**Supplied data**
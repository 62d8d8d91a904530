#[cfg(test)]
mod tests {
    use crx_packager::packager::{
        Error, PackInvocation, PackTool, Packager, RawOptions, Result, Settings, SettingsBuilder,
        ToolOutput, UpdateInfo,
    };
    use serde_json::json;
    use std::fs;
    use std::io::Read;
    use std::path::{Path, PathBuf};
    use std::sync::Mutex;
    use tempfile::TempDir;

    /// Stands in for the browser: writes `<dir>.crx` and, without a key, `<dir>.pem`.
    #[derive(Default)]
    struct FakeChrome {
        calls: Mutex<Vec<PackInvocation>>,
        exit_code: i32,
        skip_package: bool,
    }

    impl FakeChrome {
        fn failing(exit_code: i32) -> Self {
            Self {
                exit_code,
                ..Default::default()
            }
        }

        fn calls(&self) -> Vec<PackInvocation> {
            self.calls.lock().unwrap().clone()
        }
    }

    impl PackTool for FakeChrome {
        async fn pack(&self, invocation: &PackInvocation) -> Result<ToolOutput> {
            self.calls.lock().unwrap().push(invocation.clone());

            if self.exit_code != 0 {
                return Ok(ToolOutput {
                    code: Some(self.exit_code),
                    stdout: String::new(),
                    stderr: "Manifest file is missing or unreadable".to_string(),
                });
            }

            let key = match &invocation.key {
                Some(key) => fs::read_to_string(key).unwrap(),
                None => {
                    let generated = format!("KEY-{}", self.calls.lock().unwrap().len());
                    fs::write(invocation.produced_key(), &generated).unwrap();
                    generated
                }
            };
            if !self.skip_package {
                fs::write(invocation.produced_package(), format!("Cr24 signed with {key}"))
                    .unwrap();
            }

            Ok(ToolOutput {
                code: Some(0),
                ..Default::default()
            })
        }
    }

    fn write(root: &Path, relative: &str, content: &str) {
        let path = root.join(relative);
        fs::create_dir_all(path.parent().unwrap()).unwrap();
        fs::write(path, content).unwrap();
    }

    /// Project layout: sources in `src/`, staging in `src/build/ext`, outputs elsewhere.
    fn project() -> TempDir {
        let temp = TempDir::new().unwrap();
        let src = temp.path().join("src");
        write(&src, "js/background.js", "chrome.runtime.onInstalled");
        write(&src, "js/lib/util.js", "export {}");
        write(&src, "images/icon.png", "PNG");
        write(&src, "popup.html", "<html></html>");
        write(&src, "README.md", "not shipped");
        temp
    }

    fn options() -> RawOptions {
        RawOptions {
            name: Some("ext".into()),
            chrome: Some("fake-chrome-for-tests".into()),
            cert_path: Some("keys/ext.pem".into()),
            crx_path: Some("dist/ext.crx".into()),
            build_dir: Some("src/build/ext".into()),
            zip_path: Some("dist/ext.zip".into()),
            cwd: Some("src".into()),
            ..Default::default()
        }
    }

    fn settings(root: &Path, options: RawOptions) -> Settings {
        SettingsBuilder::new()
            .options(options)
            .base_dir(root)
            .build()
            .unwrap()
    }

    fn zip_names(path: &Path) -> Vec<String> {
        let archive = zip::ZipArchive::new(fs::File::open(path).unwrap()).unwrap();
        archive.file_names().map(str::to_string).collect()
    }

    #[tokio::test]
    async fn test_first_run_generates_and_relocates_key() {
        let temp = project();
        let root = temp.path();
        let packager = Packager::with_tool(settings(root, options()), FakeChrome::default());

        let report = packager.package().await.unwrap();

        assert!(report.key_generated);
        assert_eq!(report.crx, root.join("dist/ext.crx"));
        assert_eq!(fs::read_to_string(root.join("keys/ext.pem")).unwrap(), "KEY-1");
        assert!(!root.join("src/build/ext.crx").exists());
        assert!(!root.join("src/build/ext.pem").exists());
        assert_eq!(report.size, fs::metadata(&report.crx).unwrap().len());
        assert_eq!(report.checksum.len(), 64);
        assert_eq!(report.staged_files.len(), 4);
        assert_eq!(report.name, packager.settings().name());
    }

    #[tokio::test]
    async fn test_second_run_reuses_key() {
        let temp = project();
        let root = temp.path();
        let tool = FakeChrome::default();
        let packager = Packager::with_tool(settings(root, options()), tool);

        let first = packager.package().await.unwrap();
        let key_before = fs::read_to_string(root.join("keys/ext.pem")).unwrap();
        let second = packager.package().await.unwrap();

        assert!(first.key_generated);
        assert!(!second.key_generated);
        assert_eq!(
            fs::read_to_string(root.join("keys/ext.pem")).unwrap(),
            key_before
        );
        assert_eq!(first.checksum, second.checksum);
    }

    #[tokio::test]
    async fn test_invocation_passes_existing_key() {
        let temp = project();
        let root = temp.path();
        write(root, "keys/ext.pem", "EXISTING");
        let tool = FakeChrome::default();
        let packager = Packager::with_tool(settings(root, options()), tool);

        packager.package().await.unwrap();

        let crx = fs::read_to_string(root.join("dist/ext.crx")).unwrap();
        assert_eq!(crx, "Cr24 signed with EXISTING");
    }

    #[tokio::test]
    async fn test_tool_failure_leaves_outputs_untouched() {
        let temp = project();
        let root = temp.path();
        write(root, "dist/ext.crx", "previous package");
        let mut opts = options();
        opts.clean = Some(true);
        let packager = Packager::with_tool(settings(root, opts), FakeChrome::failing(1));

        let err = packager.package().await.unwrap_err();

        assert!(matches!(err, Error::PackToolFailed { code: Some(1), .. }));
        assert!(err.is_recoverable());
        assert_eq!(
            fs::read_to_string(root.join("dist/ext.crx")).unwrap(),
            "previous package"
        );
        assert!(!root.join("keys/ext.pem").exists());
        // The staged tree stays for inspection even with clean enabled.
        assert!(root.join("src/build/ext/popup.html").exists());
    }

    #[tokio::test]
    async fn test_missing_package_output_is_reported() {
        let temp = project();
        let root = temp.path();
        let tool = FakeChrome {
            skip_package: true,
            ..Default::default()
        };
        let packager = Packager::with_tool(settings(root, options()), tool);

        let err = packager.package().await.unwrap_err();
        assert!(matches!(err, Error::MissingOutput { kind: "package", .. }));
        assert!(!root.join("keys/ext.pem").exists());
    }

    #[tokio::test]
    async fn test_sign_without_stage_does_not_run_tool() {
        let temp = project();
        let root = temp.path();
        let settings = settings(root, options());
        let tool = FakeChrome::default();

        let err = crx_packager::packager::sign::sign_extension(&settings, &tool)
            .await
            .unwrap_err();

        assert!(matches!(err, Error::MissingStage { .. }));
        assert!(tool.calls().is_empty());
    }

    #[tokio::test]
    async fn test_archive_entries_are_rooted_at_name() {
        let temp = project();
        let root = temp.path();
        let mut opts = options();
        opts.manifest = json!({ "name": "Ext", "version": "1.0.0", "manifest_version": 3 })
            .as_object()
            .cloned();
        let packager = Packager::with_tool(settings(root, opts), FakeChrome::default());

        let report = packager.package().await.unwrap();
        let names = zip_names(&report.zip);

        assert!(names.iter().all(|name| name.starts_with("ext/")));
        assert!(names.contains(&"ext/".to_string()));
        assert!(names.contains(&"ext/js/lib/util.js".to_string()));
        assert!(names.contains(&"ext/manifest.json".to_string()));
        assert!(!names.iter().any(|name| name.ends_with("README.md")));
        assert_eq!(names.len(), report.zip_entries);
    }

    #[tokio::test]
    async fn test_metadata_written_into_stage_and_archive() {
        let temp = project();
        let root = temp.path();
        let mut opts = options();
        opts.manifest = json!({ "name": "Ext", "version": "2.0.0" }).as_object().cloned();
        opts.update_url = Some("https://cdn.example.com/ext/update.xml".into());
        opts.update = Some(UpdateInfo {
            id: "abcdefghijklmnopabcdefghijklmnop".into(),
            url: "https://cdn.example.com/ext/".into(),
            version: "2.0.0".into(),
        });
        let packager = Packager::with_tool(settings(root, opts), FakeChrome::default());

        let report = packager.package().await.unwrap();
        assert_eq!(report.metadata_files.len(), 2);

        let staged = fs::read_to_string(root.join("src/build/ext/manifest.json")).unwrap();
        let manifest: serde_json::Value = serde_json::from_str(&staged).unwrap();
        assert_eq!(manifest["update_url"], "https://cdn.example.com/ext/update.xml");

        let mut archive = zip::ZipArchive::new(fs::File::open(&report.zip).unwrap()).unwrap();
        let mut xml = String::new();
        archive
            .by_name("ext/update.xml")
            .unwrap()
            .read_to_string(&mut xml)
            .unwrap();
        assert!(xml.contains(r#"codebase="https://cdn.example.com/ext/ext.crx""#));
        assert!(xml.contains(r#"version="2.0.0""#));
    }

    #[tokio::test]
    async fn test_stale_build_files_are_removed() {
        let temp = project();
        let root = temp.path();
        write(root, "src/build/ext/stale.js", "old");
        let packager = Packager::with_tool(settings(root, options()), FakeChrome::default());

        packager.package().await.unwrap();

        assert!(!root.join("src/build/ext/stale.js").exists());
        assert!(root.join("src/build/ext/js/background.js").exists());
    }

    #[tokio::test]
    async fn test_clean_removes_build_dir() {
        let temp = project();
        let root = temp.path();
        let mut opts = options();
        opts.clean = Some(true);
        let packager = Packager::with_tool(settings(root, opts), FakeChrome::default());

        let report = packager.package().await.unwrap();

        assert!(report.cleaned);
        assert!(!root.join("src/build/ext").exists());
        assert!(root.join("dist/ext.crx").exists());
        assert!(root.join("dist/ext.zip").exists());
    }

    #[tokio::test]
    async fn test_two_clean_runs_are_idempotent() {
        let temp = project();
        let root = temp.path();
        let mut opts = options();
        opts.build_dir = Some(PathBuf::from("build/ext"));
        opts.clean = Some(true);
        let packager = Packager::with_tool(settings(root, opts), FakeChrome::default());

        let first = packager.package().await.unwrap();
        let key = fs::read_to_string(root.join("keys/ext.pem")).unwrap();
        let second = packager.package().await.unwrap();

        assert!(first.cleaned);
        assert!(second.cleaned);
        assert!(first.key_generated);
        assert!(!second.key_generated);
        assert_eq!(fs::read_to_string(root.join("keys/ext.pem")).unwrap(), key);
        assert!(root.join("dist/ext.crx").is_file());
        assert!(!root.join("build/ext").exists());
    }

    #[tokio::test]
    async fn test_outputs_already_in_place_are_kept() {
        let temp = project();
        let root = temp.path();
        let mut opts = options();
        opts.build_dir = Some(PathBuf::from("build/ext"));
        opts.crx_path = Some(PathBuf::from("build/ext.crx"));
        opts.cert_path = Some(PathBuf::from("build/ext.pem"));
        let packager = Packager::with_tool(settings(root, opts), FakeChrome::default());

        let report = packager.package().await.unwrap();

        assert!(report.key_generated);
        assert_eq!(fs::read_to_string(root.join("build/ext.pem")).unwrap(), "KEY-1");
        assert_eq!(
            fs::read_to_string(root.join("build/ext.crx")).unwrap(),
            "Cr24 signed with KEY-1"
        );
        assert_eq!(report.size, fs::metadata(root.join("build/ext.crx")).unwrap().len());
    }

    #[tokio::test]
    async fn test_build_dir_outside_project_requires_force() {
        let temp = project();
        let root = temp.path();
        write(root, "out/ext/old.js", "old");
        let project_dir = root.join("project");
        fs::create_dir_all(&project_dir).unwrap();
        let mut opts = options();
        opts.cwd = Some(root.join("src"));
        opts.build_dir = Some(root.join("out/ext"));

        let refused =
            Packager::with_tool(settings(&project_dir, opts.clone()), FakeChrome::default());
        let err = refused.package().await.unwrap_err();
        assert!(matches!(err, Error::DeletionRefused { .. }));
        assert!(root.join("out/ext/old.js").exists());

        opts.force = Some(true);
        let forced = Packager::with_tool(settings(&project_dir, opts), FakeChrome::default());
        forced.package().await.unwrap();
        assert!(!root.join("out/ext/old.js").exists());
        assert!(project_dir.join("dist/ext.crx").exists());
    }

    #[tokio::test]
    async fn test_invalid_update_url_aborts_before_signing() {
        let temp = project();
        let root = temp.path();
        let mut opts = options();
        opts.update = Some(UpdateInfo {
            id: "abcdefghijklmnopabcdefghijklmnop".into(),
            url: "ftp://cdn.example.com/ext/".into(),
            version: "1.0.0".into(),
        });
        let tool = FakeChrome::default();
        let packager = Packager::with_tool(settings(root, opts), tool);

        let err = packager.package().await.unwrap_err();
        assert!(matches!(err, Error::InvalidUpdateUrl { .. }));
        assert!(!root.join("dist/ext.crx").exists());
    }
}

**Requirement**
Only the lines containing "size" are needed; pull them out of the listing.

**Answer for this exercise**
        assert_eq!(report.size, fs::metadata(&report.crx).unwrap().len());
        assert_eq!(report.size, fs::metadata(root.join("build/ext.crx")).unwrap().len());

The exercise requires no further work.